Todo se precipitó cuando el equipo descubrió que uno de los voluntarios se había quedado dormido a mitad de la prueba. “Cuando analizamos los datos del escáner de esa persona en concreto vimos que al principio había una señal perfectamente síncrona y claramente cardiaca, pero a medida que avanzaba la prueba iba desapareciendo, para volver a aparecer justo al final —nos relata —. De ahí nos vino la idea de que puede ser una señal sensible a los cambios de consciencia”. Y añade: “En un estado de alerta, esto es, mientras permanecemos despiertos, tanto el corazón como el cerebro deben actuar de una manera coordinada.
Pero cuando ese estado cambia y entramos en una fase de sueño, la sincronía se rompe y la señal varía y pasa a ser más ruidosa. Analizamos todas las posibles opciones a la hora de explicar estos resultados y, para nosotros, lo único que tiene sentido es que estemos hablando de una coherencia cuántica. Si ese objeto que queremos medir —en nuestro caso, la señal que obtenemos y relacionamos con la consciencia— se separa en varias ondas, puede haber un momento en que estas interfieran y produzcan la señal”, aclara López.
Los investigadores aseguran que cuentan con muchos indicios de que se trata de un efecto cuántico. “Es un fenómeno muy sensible al movimiento —indica este experto—. Necesitamos condiciones de calma para medirlo. Basta con que el voluntario se mueva en el escáner para que la señal se distorsione. Además, hemos demostrado que el pico de la señal –lo que hace que se parezca a un electrocardiograma– no se puede explicar por las leyes de la física clásica”. Aun así, para López, la hipótesis postulada por Penrose y Hameroff sigue siendo muy discutible. Sin embargo, no niega que sus mediciones puedan ser utilizadas para respaldar la idea de una cierta consciencia cuántica, un soplo de aire fresco en un campo de investigación que, a pesar de ser sumamente controvertido, nunca ha dejado de llamar la atención de los científicos.

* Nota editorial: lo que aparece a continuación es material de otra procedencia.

//! Scan pipeline: message cache, paginated fetching, matching and the
//! multi-channel engine that ties them together.
pub mod cache;
pub mod engine;
pub mod fetch;
pub mod matcher;

pub use cache::{CacheStats, MessageCache};
pub use engine::{merge_newest_first, ChannelReport, ScanEngine, ScanLimits, ScanOutcome};
pub use fetch::{FetchCoordinator, HistoryPass, Page, RetryPolicy};
pub use matcher::{BadWordList, ContextSource, ContextWindow, Matcher};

David López nos cuenta que cuando Hameroff leyó el borrador de su artículo se puso en contacto con su equipo para comentar durante un encuentro los avances que se han ido dado en este terreno en los últimos tiempos, entre ellos, los impulsados por Matthew Fisher, un físico teórico de la Universidad de California, en Santa Bárbara, que se cuenta entre los más entusiastas defensores de las tesis de Penrose y el propio Hameroff. Fisher lidera en estos momentos un macroestudio conocido como The Quantum Brain Project o QuBrain. Este proyecto, en el que la fundación Heising-Simons ha inyectado 1,2 millones de dólares, tiene por objeto estudiar desde distintos ángulos la hipótesis del cerebro cuántico. La idea es tratar de dar con la prueba definitiva que relacione los fenómenos de la física de lo muy pequeño con la consciencia humana, dos cosas que, a decir verdad, comparten una complejidad maravillosa.